岩手県北上市の北上コンピュータ・アカデミーを7月15日会派で視察した。
これは、2008年厚生労働省が、いわきコンピュータ・カレッジをはじめ全国に11校ある情報処理技術者養成施設(2008年4月時点)を2010年4月時点で定員充足率70%を下回る施設は2011年度以降廃止すると通知して廃止問題が、いわき市においても大きな課題となっているためだ。
政権交代後、民主党は2010年度入学生が卒業する2011年度までは暫定措置を検討、施設の譲渡を円滑に進めるとし、今年5月厚生労働省は、施設譲渡は公共目的を条件に、譲渡価格は時価(鑑定評価額)から取り壊し費用を差し引いた額とする、との通知を出していた。いわき市は国による施設の継続運営を求めている。

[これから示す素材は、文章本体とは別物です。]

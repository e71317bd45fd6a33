//! Lifecycle driver for offline workers.
//!
//! Plays the part of the browser's worker registration: installs a new
//! version, activates it once install succeeded and it asked to skip waiting,
//! and routes fetch events to whichever version is active.

use std::sync::atomic::{AtomicBool, Ordering};
use std::sync::Arc;
use tokio::sync::{Mutex, RwLock};
use tracing::{info, warn};

use crate::net::Request;
use crate::worker::{ActivateReport, FetchOutcome, InstallReport, OfflineWorker, WorkerError};

/// Outcome of registering a worker version.
#[derive(Debug, Clone)]
pub struct Registration {
  pub version: String,
  /// `None` when an already complete store was resumed instead
  pub install: Option<InstallReport>,
  /// `None` while the version is still waiting
  pub activate: Option<ActivateReport>,
}

pub struct WorkerHost {
  active: RwLock<Option<Arc<OfflineWorker>>>,
  waiting: Mutex<Option<Arc<OfflineWorker>>>,
  clients_claimed: AtomicBool,
}

impl WorkerHost {
  pub fn new() -> Self {
    Self {
      active: RwLock::new(None),
      waiting: Mutex::new(None),
      clients_claimed: AtomicBool::new(false),
    }
  }

  /// Install `worker` and, if it asks to skip waiting, activate it.
  ///
  /// A failed install or activate leaves the previously active version in
  /// control.
  pub async fn register(&self, worker: OfflineWorker) -> Result<Registration, WorkerError> {
    self.install_and_activate(Arc::new(worker)).await
  }

  /// Bring up `worker` when the host starts.
  ///
  /// Like [`register`](Self::register), except that a failed precache does
  /// not strand a version whose store is already complete (a restart while
  /// offline): that store is activated as is.
  pub async fn start(&self, worker: OfflineWorker) -> Result<Registration, WorkerError> {
    let worker = Arc::new(worker);
    let error = match self.install_and_activate(Arc::clone(&worker)).await {
      Ok(registration) => return Ok(registration),
      Err(e @ (WorkerError::Precache { .. } | WorkerError::PrecacheStatus { .. })) => e,
      Err(e) => return Err(e),
    };

    if !worker.is_installed().await? {
      return Err(error);
    }

    info!(version = %worker.version(), "resuming installed cache");
    let version = worker.version().to_string();
    let activate = self.activate(worker).await?;
    Ok(Registration {
      version,
      install: None,
      activate: Some(activate),
    })
  }

  async fn install_and_activate(
    &self,
    worker: Arc<OfflineWorker>,
  ) -> Result<Registration, WorkerError> {
    let version = worker.version().to_string();

    let install = match worker.install().await {
      Ok(report) => report,
      Err(e) => {
        let active = self.active_version().await;
        warn!(
          version = %version,
          active = ?active,
          error = %e,
          "install failed, keeping current version"
        );
        return Err(e);
      }
    };

    if !install.skip_waiting {
      info!(version = %version, "installed, waiting");
      *self.waiting.lock().await = Some(worker);
      return Ok(Registration {
        version,
        install: Some(install),
        activate: None,
      });
    }

    let activate = self.activate(worker).await?;
    Ok(Registration {
      version,
      install: Some(install),
      activate: Some(activate),
    })
  }

  /// Activate the waiting version, if there is one.
  pub async fn promote_waiting(&self) -> Result<Option<ActivateReport>, WorkerError> {
    let waiting = self.waiting.lock().await.take();
    match waiting {
      Some(worker) => self.activate(worker).await.map(Some),
      None => Ok(None),
    }
  }

  async fn activate(&self, worker: Arc<OfflineWorker>) -> Result<ActivateReport, WorkerError> {
    // Hold the write lock across activation so no fetch reaches the new
    // version before its stale stores are gone.
    let mut active = self.active.write().await;
    let report = worker.activate().await?;

    if report.claim_clients {
      self.clients_claimed.store(true, Ordering::SeqCst);
    }
    info!(
      version = %worker.version(),
      deleted = report.deleted.len(),
      claimed = report.claim_clients,
      "activated"
    );
    *active = Some(worker);

    Ok(report)
  }

  /// Route a fetch event to the active version. Without one, nothing is
  /// intercepted.
  pub async fn dispatch(&self, request: &Request) -> Result<FetchOutcome, WorkerError> {
    let worker = self.active.read().await.clone();
    match worker {
      Some(worker) => worker.handle_fetch(request).await,
      None => Ok(FetchOutcome::Passthrough),
    }
  }

  pub async fn active_version(&self) -> Option<String> {
    self
      .active
      .read()
      .await
      .as_ref()
      .map(|w| w.version().to_string())
  }

  #[allow(dead_code)]
  pub async fn waiting_version(&self) -> Option<String> {
    self
      .waiting
      .lock()
      .await
      .as_ref()
      .map(|w| w.version().to_string())
  }

  /// Whether an activated version has taken control of open clients.
  pub fn clients_claimed(&self) -> bool {
    self.clients_claimed.load(Ordering::SeqCst)
  }
}

impl Default for WorkerHost {
  fn default() -> Self {
    Self::new()
  }
}

#[cfg(test)]
mod tests {
  use super::*;
  use crate::cache::{
    CacheStorage, CachedResponse, EntrySummary, RequestKey, SqliteStorage, StorageError,
  };
  use crate::net::testing::ScriptedNetwork;
  use crate::net::Response;
  use crate::worker::{PrecacheManifest, ResponseSource};
  use std::time::Duration;
  use url::Url;

  const ORIGIN: &str = "http://dossier.test/";

  fn setup() -> (Arc<ScriptedNetwork>, Arc<SqliteStorage>) {
    let network = Arc::new(ScriptedNetwork::new());
    for path in PrecacheManifest::default().urls() {
      network.serve(
        &format!("http://dossier.test{}", path),
        Response::new(200, format!("asset {}", path)),
      );
    }
    (network, Arc::new(SqliteStorage::in_memory().unwrap()))
  }

  fn worker<S: CacheStorage + 'static>(
    version: &str,
    network: &Arc<ScriptedNetwork>,
    storage: &Arc<S>,
  ) -> OfflineWorker {
    OfflineWorker::new(
      version,
      Url::parse(ORIGIN).unwrap(),
      PrecacheManifest::default(),
      network.clone(),
      storage.clone(),
    )
  }

  #[tokio::test]
  async fn test_register_installs_then_activates() {
    let (network, storage) = setup();
    let host = WorkerHost::new();
    assert!(!host.clients_claimed());

    let registration = host
      .register(worker("dossier-pwa-v1", &network, &storage))
      .await
      .unwrap();

    assert_eq!(registration.install.as_ref().map(|r| r.cached), Some(4));
    assert!(registration.activate.is_some());
    assert_eq!(host.active_version().await.as_deref(), Some("dossier-pwa-v1"));
    assert!(host.clients_claimed());
  }

  #[tokio::test]
  async fn test_upgrade_prunes_previous_store() {
    let (network, storage) = setup();
    let host = WorkerHost::new();
    host
      .register(worker("dossier-pwa-v1", &network, &storage))
      .await
      .unwrap();

    let registration = host
      .register(worker("dossier-pwa-v2", &network, &storage))
      .await
      .unwrap();

    assert_eq!(
      registration.activate.unwrap().deleted,
      vec!["dossier-pwa-v1".to_string()]
    );
    assert_eq!(storage.keys().unwrap(), vec!["dossier-pwa-v2".to_string()]);
  }

  #[tokio::test]
  async fn test_failed_install_keeps_previous_version() {
    let (network, storage) = setup();
    let host = WorkerHost::new();
    host
      .register(worker("dossier-pwa-v1", &network, &storage))
      .await
      .unwrap();

    network.unreachable("http://dossier.test/static/manifest.json");
    let result = host
      .register(worker("dossier-pwa-v2", &network, &storage))
      .await;

    assert!(matches!(result, Err(WorkerError::Precache { .. })));
    assert_eq!(host.active_version().await.as_deref(), Some("dossier-pwa-v1"));
    assert_eq!(storage.entries("dossier-pwa-v1").unwrap().len(), 4);

    // The still-active version keeps serving its own store
    network.set_offline(true);
    let outcome = host
      .dispatch(&Request::navigate(
        Url::parse("http://dossier.test/dossiers/").unwrap(),
      ))
      .await
      .unwrap();
    assert!(matches!(
      outcome,
      FetchOutcome::Respond {
        source: ResponseSource::OfflineFallback,
        ..
      }
    ));
  }

  #[tokio::test]
  async fn test_dispatch_without_active_worker_passes_through() {
    let host = WorkerHost::new();
    let outcome = host
      .dispatch(&Request::get(Url::parse("http://dossier.test/").unwrap()))
      .await
      .unwrap();
    assert!(matches!(outcome, FetchOutcome::Passthrough));
  }

  #[tokio::test]
  async fn test_waiting_worker_activates_on_promote() {
    let (network, storage) = setup();
    let host = WorkerHost::new();
    host
      .register(worker("dossier-pwa-v1", &network, &storage))
      .await
      .unwrap();

    let registration = host
      .register(worker("dossier-pwa-v2", &network, &storage).with_skip_waiting(false))
      .await
      .unwrap();
    assert!(registration.activate.is_none());
    assert_eq!(host.active_version().await.as_deref(), Some("dossier-pwa-v1"));
    assert_eq!(host.waiting_version().await.as_deref(), Some("dossier-pwa-v2"));
    assert_eq!(storage.keys().unwrap().len(), 2);

    let report = host.promote_waiting().await.unwrap().unwrap();
    assert_eq!(report.deleted, vec!["dossier-pwa-v1".to_string()]);
    assert_eq!(host.active_version().await.as_deref(), Some("dossier-pwa-v2"));
    assert!(host.waiting_version().await.is_none());
    assert!(host.promote_waiting().await.unwrap().is_none());
  }

  #[tokio::test]
  async fn test_start_offline_resumes_complete_store() {
    let (network, storage) = setup();
    WorkerHost::new()
      .register(worker("dossier-pwa-v1", &network, &storage))
      .await
      .unwrap();

    // Restart without connectivity
    network.set_offline(true);
    let host = WorkerHost::new();
    let registration = host
      .start(worker("dossier-pwa-v1", &network, &storage))
      .await
      .unwrap();

    assert!(registration.install.is_none());
    assert!(registration.activate.is_some());
    assert_eq!(host.active_version().await.as_deref(), Some("dossier-pwa-v1"));
    let outcome = host
      .dispatch(&Request::navigate(
        Url::parse("http://dossier.test/dossiers/7/").unwrap(),
      ))
      .await
      .unwrap();
    assert!(matches!(
      outcome,
      FetchOutcome::Respond {
        source: ResponseSource::OfflineFallback,
        ..
      }
    ));
  }

  #[tokio::test]
  async fn test_start_offline_without_store_leaves_nothing_active() {
    let (network, storage) = setup();
    network.set_offline(true);
    let host = WorkerHost::new();

    let result = host
      .start(worker("dossier-pwa-v1", &network, &storage))
      .await;

    assert!(matches!(result, Err(WorkerError::Precache { .. })));
    assert!(host.active_version().await.is_none());
    let outcome = host
      .dispatch(&Request::navigate(
        Url::parse("http://dossier.test/dossiers/").unwrap(),
      ))
      .await
      .unwrap();
    assert!(matches!(outcome, FetchOutcome::Passthrough));
  }

  /// SQLite storage that remembers, for every lookup of a dossier page, which
  /// stores existed at that moment.
  struct RecordingStorage {
    inner: SqliteStorage,
    lookups: std::sync::Mutex<Vec<(String, Vec<String>)>>,
  }

  impl RecordingStorage {
    fn new() -> Self {
      Self {
        inner: SqliteStorage::in_memory().unwrap(),
        lookups: std::sync::Mutex::new(Vec::new()),
      }
    }

    fn lookups(&self) -> Vec<(String, Vec<String>)> {
      self.lookups.lock().unwrap().clone()
    }
  }

  impl CacheStorage for RecordingStorage {
    fn open(&self, name: &str) -> Result<(), StorageError> {
      self.inner.open(name)
    }

    fn keys(&self) -> Result<Vec<String>, StorageError> {
      self.inner.keys()
    }

    fn has(&self, name: &str) -> Result<bool, StorageError> {
      self.inner.has(name)
    }

    fn delete(&self, name: &str) -> Result<bool, StorageError> {
      self.inner.delete(name)
    }

    fn match_request(
      &self,
      name: &str,
      key: &RequestKey,
    ) -> Result<Option<CachedResponse>, StorageError> {
      if key.url.contains("/dossiers/") {
        let stores = self.inner.keys()?;
        self.lookups.lock().unwrap().push((name.to_string(), stores));
      }
      self.inner.match_request(name, key)
    }

    fn put_all(&self, name: &str, entries: &[(RequestKey, Response)]) -> Result<(), StorageError> {
      self.inner.put_all(name, entries)
    }

    fn entries(&self, name: &str) -> Result<Vec<EntrySummary>, StorageError> {
      self.inner.entries(name)
    }
  }

  #[tokio::test(flavor = "multi_thread", worker_threads = 4)]
  async fn test_concurrent_fetches_never_see_new_version_with_stale_stores() {
    let (network, _) = setup();
    network.unreachable("http://dossier.test/dossiers/1/");
    let storage = Arc::new(RecordingStorage::new());
    let host = Arc::new(WorkerHost::new());
    host
      .register(worker("dossier-pwa-v1", &network, &storage))
      .await
      .unwrap();

    let request = Request::navigate(Url::parse("http://dossier.test/dossiers/1/").unwrap());
    host.dispatch(&request).await.unwrap();

    let done = Arc::new(AtomicBool::new(false));
    let mut readers = Vec::new();
    for _ in 0..4 {
      let host = Arc::clone(&host);
      let done = Arc::clone(&done);
      let request = request.clone();
      readers.push(tokio::spawn(async move {
        while !done.load(Ordering::SeqCst) {
          // A fetch routed to the old version can lose its store mid-flight
          let _ = host.dispatch(&request).await;
          tokio::task::yield_now().await;
        }
      }));
    }

    host
      .register(worker("dossier-pwa-v2", &network, &storage).with_skip_waiting(false))
      .await
      .unwrap();
    host.promote_waiting().await.unwrap().unwrap();
    tokio::time::sleep(Duration::from_millis(20)).await;
    host.dispatch(&request).await.unwrap();

    done.store(true, Ordering::SeqCst);
    for reader in readers {
      reader.await.unwrap();
    }

    let lookups = storage.lookups();
    assert!(lookups.iter().any(|(name, _)| name == "dossier-pwa-v1"));
    assert!(lookups.iter().any(|(name, _)| name == "dossier-pwa-v2"));
    for (name, stores) in &lookups {
      if name == "dossier-pwa-v2" {
        assert_eq!(stores, &vec!["dossier-pwa-v2".to_string()]);
      }
    }
  }
}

北上市は、東北新幹線、東北縦貫自動車道、東北横断自動車道秋田線など高速交通体系の要として、岩手県内最大の工業都市として発展してきた。北上市は、国の情報処理技術者養成施設の施策を受けて、工業団地等の企業集積が進み、産業の高度化、情報化に対応する情報処理技術者の育成のため、岩手県と連携し国に設置要望を行い、1991年に北上コンピュータ・アカデミーが設置された。北上市は、用地取得、運営する「職業訓練法人北上情報処理学園」の設置と市長の理事長就任、体育館やグランド、テニスコートの整備、市からの事務職員の派遣と人件費補助、訓練生の就職補助とキャリア研修等の支援を行ってきた。
北上の特徴は、1.市長が自ら北上市内はじめ奥州市、花巻市のすべての高校を春と秋に訪問する旺盛な入学生勧誘・確保活動。2.北上市職員の採用はじめ、公務員講座や医療事務などを課外授業にいれ、カリキュラムに自動車産業の高度化に係る組み込みソフト実習の採用、福島県にも出かける年4回の就職ガイダンスなど徹底した就職活動支援の実施。3.奨学金制度はもとより、学生寮の30部屋の完備と補助制度の確立。こうしたことにより、北上コンピュータ・アカデミーは、入学定員100人に対し2008年に47人だった入学者が、2009年には96人、2010年には123人という実績を確保するに至っている。
北上コンピュータ・アカデミーは、2009年度全国11のカレッジの中で70%の充足率をクリアした2校に入り、現在は、施設継続の方針のもと、岩手県との政策協議を重ね、内部調整を進めているところだ。